Congestion Pricing Meetings Come Amid Multiple Lawsuits
An upcoming public meeting hosted by State Senator Brian Kavanagh and State Assembly member Grace Lee will offer Lower Manhattan residents the opportunity to comment on plans for congestion pricing, while also putting questions to officials from the Metropolitan Transportation Authority (MTA), the agency that will implement the program.
Supporters of congestion pricing say the plan, which is slated to impose tolls of up to $15 for driving into Manhattan south of 60th Street (the FDR Drive and Route 9A/West Street are excluded), will reduce traffic congestion, decrease air pollution, and raise billions of dollars for desperately needed capital improvements to mass transit. Critics condemn the plan as a revenue grab that saddles residents and business trapped within the toll zone with an unfair financial burden.

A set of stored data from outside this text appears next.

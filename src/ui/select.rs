use crate::model::Server;
use crate::ui::filter::filter_servers;

/// State for the interactive server selector: a filterable collection with a
/// single highlighted entry.
pub struct SelectState {
    servers: Vec<Server>,
    pub filter: String,
    filtered_indices: Vec<usize>,
    selected: usize,
}

impl SelectState {
    pub fn new(servers: &[Server]) -> Self {
        let mut state = Self {
            servers: servers.to_vec(),
            filter: String::new(),
            filtered_indices: Vec::new(),
            selected: 0,
        };
        state.refresh_filter();
        state
    }

    pub fn refresh_filter(&mut self) {
        self.filtered_indices = filter_servers(&self.servers, &self.filter);
        if self.selected >= self.filtered_indices.len() {
            self.selected = 0;
        }
    }

    pub fn move_next(&mut self) {
        if self.filtered_indices.is_empty() {
            return;
        }
        self.selected = (self.selected + 1) % self.filtered_indices.len();
    }

    pub fn move_prev(&mut self) {
        if self.filtered_indices.is_empty() {
            return;
        }
        if self.selected == 0 {
            self.selected = self.filtered_indices.len() - 1;
        } else {
            self.selected -= 1;
        }
    }

    pub fn on_char(&mut self, ch: char) {
        self.filter.push(ch);
        self.refresh_filter();
    }

    pub fn backspace(&mut self) {
        self.filter.pop();
        self.refresh_filter();
    }

    pub fn selected_server(&self) -> Option<&Server> {
        self.filtered_indices
            .get(self.selected)
            .map(|index| &self.servers[*index])
    }

    pub fn filtered_servers(&self) -> Vec<&Server> {
        self.filtered_indices
            .iter()
            .map(|index| &self.servers[*index])
            .collect()
    }

    pub fn selected_index(&self) -> Option<usize> {
        if self.filtered_indices.is_empty() {
            None
        } else {
            Some(self.selected)
        }
    }
}

/// Narrows the candidate set by exact, case-insensitive group name before the
/// interactive loop starts. An empty group means no narrowing.
pub fn filter_by_group(servers: &[Server], group: &str) -> Vec<Server> {
    if group.is_empty() {
        return servers.to_vec();
    }
    servers
        .iter()
        .filter(|server| server.group.eq_ignore_ascii_case(group))
        .cloned()
        .collect()
}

The congestion pricing information session for Lower Manhattan residents is scheduled for next Thursday, February 15, from 6pm to 8:30pm at the Tribeca Performing Arts Center (199 Chambers Street, part of Borough of Manhattan Community College). Registration for this event closes tomorrow (Friday, February 9). To RSVP, click here.
The MTA also plans to host four public meetings to hear comments and answers questions at its headquarters (Two Broadway, near Bowling Green), on February 29 starting at 6pm, March 1 at 10am, and March 4 at 10am and 6pm. To register for any of these sessions, which will be conducted in-person and via Zoom, click here.
Beyond these meetings, the MTA is accepting public comment online through March 11. To submit a comment, please email cbdtp.feedback@mtabt.org.
All of these discussions come amid gathering opposition to congestion pricing, which is scheduled to begin levying tolls as early as this June. In November, Battery Park City residents Elizabeth Chan and Tamara Hoffman filed suit against multiple government agencies that approved the plan, alleging that they had violated federal law by skirting the requirement for a full environmental impact statement (EIS), under the chimera of a “finding of no significant impact” (FONSI). This stratagem enabled transportation officials to comply only with the lower bar of an environmental assessment.
A separate lawsuit, filed in January by a new group calling itself New Yorkers Against Congestion Pricing Tax (NYACPT) also seeks to compel the agencies supporting congestion pricing to submit to the process of compiling a full EIS. Chinatown resident and NYACPT president Susan Lee says, “many residents are of fixed, low, and moderate income. They will have to pay this tax to perform their jobs, to run errands, or for doctor visits that are reliant on a vehicle. Because of this regressive tax, many seniors in the area will face further isolation.”
“Throughout the city,” she continues, “there is deep mistrust of the MTA’s fiscal stewardship. Calls for an in-depth audit have been ignored. There are already additional taxes to fund the MTA included in our utility bills and in taxi rides. New York State and City legislators have not instituted any accountability measures on how MTA uses these income streams.”
These legal actions are joined a third federal lawsuit, filed on January 4 in Brooklyn, by the United Federation of Teachers union in partnership with Staten Island Borough President Borough President Vito Fossella, raising similar arguments about the need for a full EIS. On February 5, this litigation was joined by the New York City Municipal Labor Committee, which represents more than 400,000 New York public employees.
A fourth lawsuit, filed last July by New Jersey Governor Phil Murphy and updated on January 15, originally relied on the EIS arguments outlined above, but now includes allegations that congestion pricing would discriminate against drivers from New Jersey (because they would pay higher tolls than New Yorkers) and that the plan violates the Commerce Clause of the U.S. Constitution, by amounting to a de facto form of interstate protectionism.